Neuroception means how neural circuits perceive if someone is safe. If someone is safe, we can inhabit our natural response to fight, flee, or freeze. The first precondition for love is the perception of safety. The victim says, “Do I really know him?” Trust is vital in a marriage. It’s important to tell the truth with one’s spouse.

The addict often blames the spouse.

If we’re going to help, therapists have to really assess what’s going on with the perpetrator through thorough testing.

Have compassion. Far too many marriages end too early. We can learn about the harmful effects of divorce on children in the book “The Unexpected Legacy of Divorce.” Look at the stress, loneliness, anxiety, and satisfaction levels in the marriage. The window into marital satisfaction is sexual intimacy. Help couples understand each other as individuals, as couples, and through other support groups.

Healing together:
Accept each other and be honest.
Face shame.
Educate selves.
Counseling/12-step program/get sponsor.
Support each other.
Forgiveness (own your personal problems, but forgive self).
Have mutual compassion.

Healing alone:
Understand self.
Address the pain.
Social support.
Professional counseling.
Address depression, anxiety, and loss.
Deal with shame and guilt.

There is always hope. Be honest. If you’re suffering, say, “I’m suffering because . . .” If our children are suffering, say, “My child is suffering because . . .” Accept others as they are. “All of us need love, and all of us need to love.”

Pornography: What’s the Problem? Where’s the Solution?

Mary Anne Layden


She began by quoting Roger Scruton, who said those who view pornography “risk the loss of love, in a world where only love brings happiness.”

Pornification: The porn industry is a seamless chain, like drug dealing. It has real victims. People justify thinking using “permission-giving beliefs.” Namely, what I’m doing is normal, everyone is doing it, I have a right to sex, etc. 

A study of prison inmates demonstrates that watching porn dramatically normalizes aberrant behavior, including prostitution, group sex, bestiality. Those who use porn usually believe it’s OK to share porn with underage children.

The stripper industry creates rough work conditions for the workers, including violence and harsh language used against them. Only 25 percent of the workers keep a marriage for three years. Female porn stars essentially put bags of Jell-O in their chests. We now have men who are turned on by bags of Jell-O. That’s not good!

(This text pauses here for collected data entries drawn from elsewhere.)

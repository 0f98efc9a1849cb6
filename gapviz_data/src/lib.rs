// Copyright 2026 the Gapviz Authors
// SPDX-License-Identifier: Apache-2.0 OR MIT

//! Row model and dataset preparation for gapviz.
//!
//! This crate owns the first stage of the pipeline: raw text rows come
//! in, a [`Dataset`] comes out. Preparation does three things, in one
//! pass plus a sort:
//! - coerces the numeric fields (`income`, `life_expectancy`,
//!   `population`) with a NaN sentinel for malformed text,
//! - collects the distinct regions in first-seen order, and
//! - sorts rows by population, descending and stable, so large bubbles
//!   paint first and small ones stay visible on top.
//!
//! Coercion never fails the pipeline and never drops a row; downstream
//! extent computation skips non-finite values instead.

#![no_std]

extern crate alloc;

mod prepare;
mod row;

pub use prepare::{Dataset, RegionSet, infer_extent};
pub use row::{RawRow, Row, coerce_number};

Prostitution promotes homelessness, violence, and substance abuse. The average age for entry is 13. Many photos depicted the beatings and horrible work conditions that prostitutes endure. Countries that outlawed prostitution dramatically reduced the number of prostitutes, while countries that legalized it have dramatically increased the number (and the demand), including the number of child prostitutes.

Depornification: 
Don’t legalize prostitution. It increases demand, including child prostitution. Arrest the perpetrators. Don’t support porn companies or mainstream companies that use sex to sell their products, including Abercrombie & Fitch, Victoria's Secret, and the Sports Illustrated swimsuit edition (in which the swimsuit models conveniently forget their swimsuits!).